Hayat tercihlerimizin sonucunda başımıza gelenlerse eğer, bedelini ödemeye hazır olmadığımız hiçbir yola adım atmanın anlamı yok. Kim olduğumuzu arayarak, nereye ait olduğumuzu düşünerek, kimi seçeceğimize karar vermeye çalışarak harcadığımız zaman ömrümüzdeki kayıp zamanlardan dilimlerdir sadece. Belki de anlam arayalım derken çok kurcalıyoruzdur hayatı dibi deliniyordur ve içinden çıkılamayacak bir hal alıyordur. Debelendikçe sadece deliğe yani en dibine daha da yaklaşıp en sonunda düşüyoruzdur. Sonra yaşanacağı varsa da yaşanmayacak hale geliyordur hayat. Gitmeyi bile bilmiyoruzdur belki. Adam gibi gitmeyi. İnsan gibi yaşamayı öğrenemediğimizden olsa gerek insan gibi ölemiyoruzdur da belki. Ya vazgeçmeyi seviyoruz ya da yorgunluktan, ancak işin kolayına kaçmaya mecal bulabiliyoruz. Unutamadıklarımızın acısı unutulamayacak anıların gelişine engel oluyor bazen. Yanımızdakilerin dolduramadığı boşluklarda kaybolup, yanımızda olmayanları bekler hale geliyoruz kendimizi ve yanımızdakileri düşünmeden. Yaşam bittiğinde gideceğimiz yeri hatta bir yere gidip gitmeyeceğimizi bile bilmiyoruz ama ölümün kelimesi bile sanki içinde çok fazla anlam barındırıyormuş gibi davranıyoruz. Belki de tam tersi, ölümün birden çok anlamı var ama biz birini bile anlayamadığımızdan şaşırıyoruz. Eninde sonunda içinden sağ çıkamayacağımızı bildiğimiz bir hayatın içine ediyoruz. Zaten en iyi olduğumuz konuda bu.

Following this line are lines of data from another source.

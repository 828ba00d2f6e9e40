// Copyright 2025 eraflo
//
// Licensed under the Apache License, Version 2.0 (the "License");
// you may not use this file except in compliance with the License.
// You may obtain a copy of the License at
//
//     http://www.apache.org/licenses/LICENSE-2.0
//
// Unless required by applicable law or agreed to in writing, software
// distributed under the License is distributed on an "AS IS" BASIS,
// WITHOUT WARRANTIES OR CONDITIONS OF ANY KIND, either express or implied.
// See the License for the specific language governing permissions and
// limitations under the License.

use super::hooks::{Cleaner, Initialiser};
use super::{Cache, CacheElement, CacheKey, Insertion};
use std::borrow::Borrow;
use std::fmt;
use std::hash::Hash;
use std::sync::{Arc, Mutex, MutexGuard, PoisonError, Weak};

/// A consumer-scoped window onto a shared [`Cache`].
///
/// Reads see every element of the underlying cache, but the view only
/// records the keys whose creation it caused. [`clear`](Self::clear) (and
/// dropping the view) removes and cleans those keys alone, leaving
/// elements created directly or through other views untouched.
///
/// Ownership is tied to the element, not only the key: if a key is removed
/// behind the view's back and re-created by someone else, the view no
/// longer touches it.
///
/// Removed elements are retained in a cleaning list until nothing else,
/// such as a pending cleanup event, still refers to them. Every
/// [`clear`](Self::clear) releases those, and
/// [`release_cleaned`](Self::release_cleaned) does it on demand.
pub struct CacheView<E, K = String, A = ()>
where
    E: CacheElement,
    K: CacheKey,
    A: 'static,
{
    cache: Arc<Cache<E, K, A>>,
    created: Mutex<Vec<(K, Weak<E>)>>,
    cleaning: Mutex<Vec<Arc<E>>>,
    initialiser: Option<Initialiser<E>>,
    cleaner: Option<Cleaner<E>>,
}

fn lock<T>(mutex: &Mutex<T>) -> MutexGuard<'_, T> {
    mutex.lock().unwrap_or_else(PoisonError::into_inner)
}

impl<E, K, A> CacheView<E, K, A>
where
    E: CacheElement,
    K: CacheKey,
    A: 'static,
{
    /// Creates a view over `cache` that owns no key yet.
    pub fn new(cache: Arc<Cache<E, K, A>>) -> Self {
        Self {
            cache,
            created: Mutex::new(Vec::new()),
            cleaning: Mutex::new(Vec::new()),
            initialiser: None,
            cleaner: None,
        }
    }

    /// Sets a hook run on elements created through this view, after the
    /// cache's own initialiser.
    pub fn with_initialiser<F>(mut self, initialiser: F) -> Self
    where
        F: Fn(&Arc<E>) + Send + Sync + 'static,
    {
        self.initialiser = Some(Box::new(initialiser));
        self
    }

    /// Sets the hook run on this view's elements by [`clear`](Self::clear).
    /// Without one, the cache's cleaner is used.
    pub fn with_cleaner<F>(mut self, cleaner: F) -> Self
    where
        F: Fn(&Arc<E>) + Send + Sync + 'static,
    {
        self.cleaner = Some(Box::new(cleaner));
        self
    }

    /// The underlying cache.
    pub fn cache(&self) -> &Arc<Cache<E, K, A>> {
        &self.cache
    }

    /// [`Cache::add`] through this view, recording `key` if this call created it.
    pub fn add(&self, key: K, args: A) -> Arc<E> {
        match self.cache.insert_with(key.clone(), args) {
            Insertion::Created(element) => {
                self.adopt(key, &element);
                element
            }
            Insertion::Existing(element) => element,
        }
    }

    /// [`Cache::add_element`] through this view, recording `key` if this call
    /// stored `element`.
    pub fn add_element(&self, key: K, element: Option<Arc<E>>) -> Option<Arc<E>> {
        let Some(element) = element else {
            log::warn!("Null {}", E::TYPE_NAME);
            return None;
        };

        match self.cache.insert(key.clone(), element) {
            Insertion::Created(element) => {
                self.adopt(key, &element);
                Some(element)
            }
            Insertion::Existing(element) => Some(element),
        }
    }

    fn adopt(&self, key: K, element: &Arc<E>) {
        {
            let mut created = lock(&self.created);
            match created.iter_mut().find(|(owned, _)| *owned == key) {
                Some((_, weak)) => *weak = Arc::downgrade(element),
                None => created.push((key, Arc::downgrade(element))),
            }
        }
        if let Some(initialiser) = &self.initialiser {
            initialiser(element);
        }
    }

    /// Returns `true` if the underlying cache holds `key`, whoever created it.
    pub fn has<Q>(&self, key: &Q) -> bool
    where
        K: Borrow<Q>,
        Q: Hash + Eq + ?Sized,
    {
        self.cache.has(key)
    }

    /// Looks `key` up in the underlying cache, whoever created it.
    pub fn find<Q>(&self, key: &Q) -> Option<Arc<E>>
    where
        K: Borrow<Q>,
        Q: Hash + Eq + ?Sized,
    {
        self.cache.find(key)
    }

    /// Returns `true` if `key` was created through this view and not cleared since.
    pub fn owns<Q>(&self, key: &Q) -> bool
    where
        K: Borrow<Q>,
        Q: Eq + ?Sized,
    {
        lock(&self.created)
            .iter()
            .any(|(owned, _)| Borrow::<Q>::borrow(owned) == key)
    }

    /// The keys this view created, in creation order.
    pub fn owned_keys(&self) -> Vec<K> {
        lock(&self.created)
            .iter()
            .map(|(key, _)| key.clone())
            .collect()
    }

    /// Number of keys this view owns.
    pub fn len(&self) -> usize {
        lock(&self.created).len()
    }

    /// Returns `true` if this view owns no key.
    pub fn is_empty(&self) -> bool {
        lock(&self.created).is_empty()
    }

    /// Removes every owned key from the underlying cache and cleans the
    /// removed elements.
    ///
    /// A key whose cached element is no longer the one this view created is
    /// forgotten without being removed. Retained elements whose cleanup has
    /// already run are released on the way out.
    pub fn clear(&self) {
        let owned = std::mem::take(&mut *lock(&self.created));
        let mut cleared = 0;

        for (key, created) in owned {
            let Some(element) = self.take_if_created(&key, &created) else {
                continue;
            };
            lock(&self.cleaning).push(element.clone());
            match &self.cleaner {
                Some(cleaner) => cleaner(&element),
                None => self.cache.clean(&element),
            }
            cleared += 1;
        }

        if cleared > 0 {
            log::debug!("CacheView cleared {} {}(s)", cleared, E::TYPE_NAME);
        }
        self.release_cleaned();
    }

    // Compare and remove under one lock so a concurrent re-creation is never taken.
    fn take_if_created(&self, key: &K, created: &Weak<E>) -> Option<Arc<E>> {
        let mut registry = self.cache.lock();
        let current = registry.get(key)?;
        if !std::ptr::eq(Arc::as_ptr(current), created.as_ptr()) {
            log::debug!(
                "{} '{}' was replaced outside the view, leaving it cached",
                E::TYPE_NAME,
                key
            );
            return None;
        }
        registry.remove(key)
    }

    /// Drops the retained elements that nothing else refers to any more.
    /// Returns how many were released.
    pub fn release_cleaned(&self) -> usize {
        let mut cleaning = lock(&self.cleaning);
        let before = cleaning.len();
        cleaning.retain(|element| Arc::strong_count(element) > 1);
        before - cleaning.len()
    }

    /// Number of removed elements still retained.
    pub fn cleaning_count(&self) -> usize {
        lock(&self.cleaning).len()
    }
}

impl<E, K, A> fmt::Debug for CacheView<E, K, A>
where
    E: CacheElement,
    K: CacheKey,
    A: 'static,
{
    fn fmt(&self, f: &mut fmt::Formatter<'_>) -> fmt::Result {
        f.debug_struct("CacheView")
            .field("type", &E::TYPE_NAME)
            .field("owned", &self.len())
            .field("cleaning", &self.cleaning_count())
            .finish()
    }
}

impl<E, K, A> Drop for CacheView<E, K, A>
where
    E: CacheElement,
    K: CacheKey,
    A: 'static,
{
    fn drop(&mut self) {
        self.clear();
    }
}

Seçtiğimiz meslek ya da yaptığımız işin içinde kayboluyor ne kendimize ne çevremize zaman ayırmayı aklımıza bile getirmiyoruz. İş bulunur meslek edinilir ama bazı meslekler vardır ki maddi getirilerinde bir yere kadarken manevi değerlerinde sınırsızdır. Örnek olunan, yol gösteren olmayı göze alamayanın seçmeye cesaret bile edemeyeceği meslekler. Çocukların gençlerin kafalarının en karışmaya müsait yaşadıkları böyle tuhaf bir dönemdeyken, en doğruya yatkın örneklere ihtiyaç duyarlar. İnsanın inandığı, baktığı, olmak istediğine en yakın gördüğü kişilerin yaptıkları gözle en görülen hata, arkasından gelen gençlerin de yolunu tıkayabilir. Öne doğru bir adım atmadan önce belki de arkaya son bir kez dönüp gelenlere bakmamız gerekebilir.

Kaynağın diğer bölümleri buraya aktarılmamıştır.